In my latest reading of John's Gospel: The Way It Happened, Lee Harmon makes an interesting point about the story of Jesus multiplying the loaves and the fishes in John 6. According to Lee, Jesus and the people were eating loaves that were illegal for them to eat!
On
what basis does Lee argue this? In Leviticus 23:10-22, we see the law
of the firstfruits. On the day after some Sabbath that was soon after
the Passover (Second Temple Jews debated which Sabbath it was),
Israelites were to bring a sheaf of their harvest-firstfruits to the
central sanctuary, and the priest would then wave that sheaf before the
LORD. Leviticus 23:14 states (in the King James Version): "And ye shall
eat neither bread, nor parched corn, nor green ears, until the selfsame
day that ye have brought an offering unto your God: it shall be a
statute for ever throughout your generations in all your dwellings." The
wavesheaf ritual was associated with the barley harvest. Before the
wavesheaf ritual that took place soon after the Passover, the Israelites
could eat neither corn nor bread from the barley that they had just
harvested.
In John 6, there is the Johannine story of
Jesus multiplying the loaves. There are two things in John 6 that are
noteworthy, in light of the law in Leviticus 23:10-22. First, John 6:13
says that the loaves were barley loaves. And second, John 6:4
says that the Passover was near, which means that John 6 is set soon
before the Passover, not soon after it. Jesus and the Jews in John 6
are arguably eating bread that's made of barley from the recent harvest,
before the possessor of that barley has presented the firstfruits to
God. That, according to Leviticus 23:14, is a no-no.
According
to Lee, how could Jesus justify doing something that was against the
Torah? Lee offers two answers, as far as I can see. First, on page
117, Lee says that Jesus was teaching about a new age. The idea here is
probably that the old law does not entirely apply now that Jesus has
come and inaugurated something new.
Second, on page 118, Lee
presents Jesus appealing to the story in II Kings 4:42-44, in which the
prophet Elisha multiplies loaves for a hundred people. II Kings 4:42
states (again, in the KJV): "And there came a man from Baalshalisha, and
brought the man of God bread of the firstfruits, twenty loaves of
barley, and full ears of corn in the husk thereof." Lee's idea
appears to be this: Rather than taking the firstfruits to God, as he was
supposed to do, the man was using them as food for himself, Elisha, and
a multitude. And Elisha did not condemn the man for failing to present
his firstfruits before God, but rather he proceeded to multiply the
food.
I heard a similar idea in an adult ed class that I
took on the Book of Esther. In Esther 3:12, we read that the King of
Persia's scribes on the thirteenth day of the first month (which is
identified as Nisan in v 7) write the decree about the extermination of
the Jews. In Esther 4, Esther proclaims a fast for three days for the
Jews in Shushan. Remember that the Passover is on the fourteenth day of
the first month, Nisan (Exodus 12). On the Passover, the
Israelites are to eat unleavened bread and bitter herbs. Was Esther
telling Jews to fast on a day on which the Torah commanded them to eat?

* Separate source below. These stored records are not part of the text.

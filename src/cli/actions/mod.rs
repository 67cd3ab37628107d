pub mod login;
pub mod routes;
pub mod users;

// Internal "interpreter" for `Action`; the match lives in `run` so this module stays small.
mod run;

#[derive(Debug)]
pub enum Action {
    Login(login::Args),
    Users(users::Args),
    Routes(routes::Args),
}

impl Action {
    /// Execute the action and print its output.
    /// # Errors
    /// Returns an error if the action fails.
    pub async fn execute(self) -> anyhow::Result<()> {
        run::execute(self).await
    }
}
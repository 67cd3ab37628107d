use crate::api::{ApiClient, ApiConfig};
use anyhow::{Context, Result};

#[derive(Debug, Clone)]
pub struct GlobalArgs {
    pub api_url: String,
}

impl GlobalArgs {
    #[must_use]
    pub fn new(api_url: String) -> Self {
        Self { api_url }
    }

    /// Build the shared API client for the configured base URL.
    /// # Errors
    /// Returns an error if the URL is invalid or the HTTP client cannot be built.
    pub fn api_client(&self) -> Result<ApiClient> {
        let config = ApiConfig::new(&self.api_url)
            .with_context(|| format!("invalid API URL: {}", self.api_url))?;
        Ok(ApiClient::new(config)?)
    }
}

#[cfg(test)]
mod tests {
    use super::*;

    #[test]
    fn test_global_args() {
        let globals = GlobalArgs::new("http://localhost:7000/api".to_string());
        assert_eq!(globals.api_url, "http://localhost:7000/api");
        let client = globals.api_client().unwrap();
        assert_eq!(
            client.config().endpoint_url("/login"),
            "http://localhost:7000/api/login"
        );
    }

    #[test]
    fn test_global_args_invalid_url() {
        let globals = GlobalArgs::new("localhost".to_string());
        let err = globals.api_client().unwrap_err();
        assert!(err.to_string().contains("invalid API URL"));
    }
}
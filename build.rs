fn main() {
    if let Err(err) = built::write_built_file() {
        panic!("Failed to acquire build-time information: {err}");
    }
}
use thiserror::Error;

/// Errors returned by the API clients.
///
/// Only two kinds reach callers at request time: a local precondition failure
/// raised before anything is sent, and whatever the HTTP client reported.
#[derive(Debug, Error)]
pub enum ApiError {
    #[error("missing user id")]
    MissingUserId,
    #[error(transparent)]
    Http(#[from] reqwest::Error),
    #[error("invalid API base URL: {0}")]
    InvalidBaseUrl(#[from] url::ParseError),
    #[error("unsupported API base URL scheme: {0}")]
    UnsupportedScheme(String),
    #[error("invalid JSON payload: {0}")]
    InvalidPayload(#[from] serde_json::Error),
}

impl ApiError {
    /// HTTP status carried by a transport failure, if the server answered at all.
    #[must_use]
    pub fn status(&self) -> Option<reqwest::StatusCode> {
        match self {
            Self::Http(err) => err.status(),
            _ => None,
        }
    }

    #[must_use]
    pub fn is_precondition(&self) -> bool {
        matches!(self, Self::MissingUserId)
    }
}

#[cfg(test)]
mod tests {
    use super::ApiError;

    #[test]
    fn missing_user_id_message() {
        let err = ApiError::MissingUserId;
        assert_eq!(err.to_string(), "missing user id");
        assert!(err.is_precondition());
        assert_eq!(err.status(), None);
    }

    #[test]
    fn unsupported_scheme_message() {
        let err = ApiError::UnsupportedScheme("ftp".to_string());
        assert_eq!(err.to_string(), "unsupported API base URL scheme: ftp");
        assert!(!err.is_precondition());
    }
}
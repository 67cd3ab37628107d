//! Domain-level client features. Each feature owns its endpoint paths and wire
//! types and talks to the backend through the shared [`crate::api::ApiClient`].

pub mod auth;
pub mod users;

Was she disregarding the Torah?
I suppose that one can ask a lot of questions about these scenarios.
How do we know that the barley loaves in John 6 were from freshly
harvested barley, rather than from barley from the previous year? Was
the man in I Kings 4:42-44 required to offer all of his firstfruits to God, when Exodus 23:19 commands the Israelites to bring the first
of their firstfruits? Can we really say for sure that the Jews in
Shoshan fasted during the Passover and the Days of Unleavened Bread,
since perhaps it took quite some time for the decree to be promulgated
after it was written down on the thirteenth of Nisan? But, come to
think of it, Esther would probably hear about the decree pretty fast,
since, as queen, she lived in the capitol city.
Was Jesus consciously disobeying the Torah when he multiplied the barley loaves? I vaguely recall reading in John Meier's The Marginal Jew
that Jesus was not violating laws out of a conscious need to proclaim
their nullification, but rather certain laws did not enter into his
mind. (I'm open to correction on this, as it has been a while since I
read Meier.) At the same time, there were occasions when Jesus
put well being above ritual, even in John's Gospel. Could that be going
on in John 6? After all, perhaps there is some reason that John 6 specifies that the Passover was near, which means that the firstfruits had not been offered yet.